BAFF adds to the evolving picture of B-cell involvement in OMS, which includes CSF B-cell subset expansion , positive oligoclonal bands , intrathecal over-production of CXCL13 , selective over-expression of CXCR5 receptors on CSF memory B cells , and clinical response to adjunctive anti-CD20 monoclonal antibody rituximab . One potential limitation of CSF BAFF as a biomarker is its inter-individual variability. Moreover, only 23% of patients with untreated OMS had CSF BAFF concentration >2 SD above the control mean. This shows significant overlap of CSF BAFF values between patients and controls. Our current research explores the hypothesis that inflammatory cytokines, none of which is elevated in all patients, may have greater predictive value in OMS as a biomarker cluster than individually.

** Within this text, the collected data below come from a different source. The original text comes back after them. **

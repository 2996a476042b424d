//! Lift actuator model

// ---------------------------------------------------------------------------
// IMPORTS
// ---------------------------------------------------------------------------

use log::debug;
use serde::Serialize;
use util::maths::norm_pi;

// ---------------------------------------------------------------------------
// CONSTANTS
// ---------------------------------------------------------------------------

/// Lift angle when raised.
pub const LIFT_RAISED_DEG: f64 = 90.0;

/// Lift angle when lowered.
pub const LIFT_LOWERED_DEG: f64 = 180.0;

// ---------------------------------------------------------------------------
// DATA STRUCTURES
// ---------------------------------------------------------------------------

/// The lift (basket) actuator.
///
/// The lift moves towards its target at a constant rate, chosen when the
/// target is set so that the move takes the requested duration.
#[derive(Debug, Clone, Copy, PartialEq, Serialize)]
pub struct Lift {
    angle_rad: f64,
    target_rad: f64,

    /// Rate of the current move, `None` to move to the target in one step
    rate_rads: Option<f64>,
}

// ---------------------------------------------------------------------------
// IMPLEMENTATIONS
// ---------------------------------------------------------------------------

impl Lift {
    /// Create a stationary lift at the given angle.
    pub fn new(angle_rad: f64) -> Self {
        let angle_rad = norm_pi(angle_rad);
        Self {
            angle_rad,
            target_rad: angle_rad,
            rate_rads: Some(0.0),
        }
    }

    pub fn angle_rad(&self) -> f64 {
        self.angle_rad
    }

    pub fn target_rad(&self) -> f64 {
        self.target_rad
    }

    /// True if the lift has not reached its target.
    pub fn is_moving(&self) -> bool {
        self.angle_rad != self.target_rad
    }

    /// Move the lift to `angle_deg` over `duration_s`.
    ///
    /// A duration which isn't positive moves the lift to the target on the
    /// next step.
    pub fn set_target(&mut self, angle_deg: f64, duration_s: f64) {
        self.target_rad = norm_pi(angle_deg.to_radians());

        self.rate_rads = if duration_s > 0.0 {
            Some((self.target_rad - self.angle_rad).abs() / duration_s)
        } else {
            None
        };

        debug!(
            "Lift target set to {:.3} rad (rate {:?} rad/s)",
            self.target_rad, self.rate_rads
        );
    }

    pub fn raise(&mut self, duration_s: f64) {
        self.set_target(LIFT_RAISED_DEG, duration_s);
    }

    pub fn lower(&mut self, duration_s: f64) {
        self.set_target(LIFT_LOWERED_DEG, duration_s);
    }

    /// Move the lift towards its target, never overshooting it.
    pub fn step(&mut self, dt_s: f64) {
        let max_step_rad = match self.rate_rads {
            Some(r) => r * dt_s,
            None => {
                self.angle_rad = self.target_rad;
                return;
            }
        };

        if self.angle_rad < self.target_rad {
            self.angle_rad = (self.angle_rad + max_step_rad).min(self.target_rad);
        } else if self.angle_rad > self.target_rad {
            self.angle_rad = (self.angle_rad - max_step_rad).max(self.target_rad);
        }

        self.angle_rad = norm_pi(self.angle_rad);
    }
}

#[cfg(test)]
mod test {
    use super::*;
    use std::f64::consts::PI;

    #[test]
    fn test_lower_raise() {
        let mut lift = Lift::new(PI / 2.0);
        assert!(!lift.is_moving());

        // Lowering by 90 degrees over 1 s at 0.05 s steps takes 20 steps
        lift.lower(1.0);
        assert!((lift.target_rad() - PI).abs() < 1e-12);

        for _ in 0..10 {
            lift.step(0.05);
        }
        assert!((lift.angle_rad() - 3.0 * PI / 4.0).abs() < 1e-9);
        assert!(lift.is_moving());

        for _ in 0..11 {
            lift.step(0.05);
        }
        assert_eq!(lift.angle_rad(), lift.target_rad());
        assert!(!lift.is_moving());

        lift.raise(2.0);
        for _ in 0..50 {
            lift.step(0.05);
        }
        assert!((lift.angle_rad() - PI / 2.0).abs() < 1e-12);
    }

    #[test]
    fn test_snap() {
        let mut lift = Lift::new(0.0);
        lift.set_target(-45.0, 0.0);
        lift.step(0.05);
        assert!((lift.angle_rad() + PI / 4.0).abs() < 1e-12);

        lift.set_target(30.0, -1.0);
        lift.step(0.05);
        assert!((lift.angle_rad() - PI / 6.0).abs() < 1e-12);
    }

    #[test]
    fn test_target_normalised() {
        let mut lift = Lift::new(0.0);
        lift.set_target(270.0, 1.0);
        assert!((lift.target_rad() + PI / 2.0).abs() < 1e-12);

        lift.set_target(-180.0, 1.0);
        assert!((lift.target_rad() - PI).abs() < 1e-12);
    }
}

In conclusion, BAFF, not APRIL, joins a short list of other putative CSF biomarkers of disease activity in pediatric OMS that includes B cell frequency (total B cells and B-cell subsets), B-cell chemoattractants (CXCL10, CXCL13), and oligoclonal bands [2–5]. Such molecules necessary for B-cell recruitment, activation, and survival may be working together to promote neuroinflammation . Because of the exceptional sensitivity of CSF BAFF to peripherally administered ACTH or corticosteroid therapy, its potential utility as a response predictive biomarker or response identification biomarker warrants validation. The immunomodulatory effect of IVIg on APRIL signaling merits evaluation in a variety of neuroinflammatory disorders.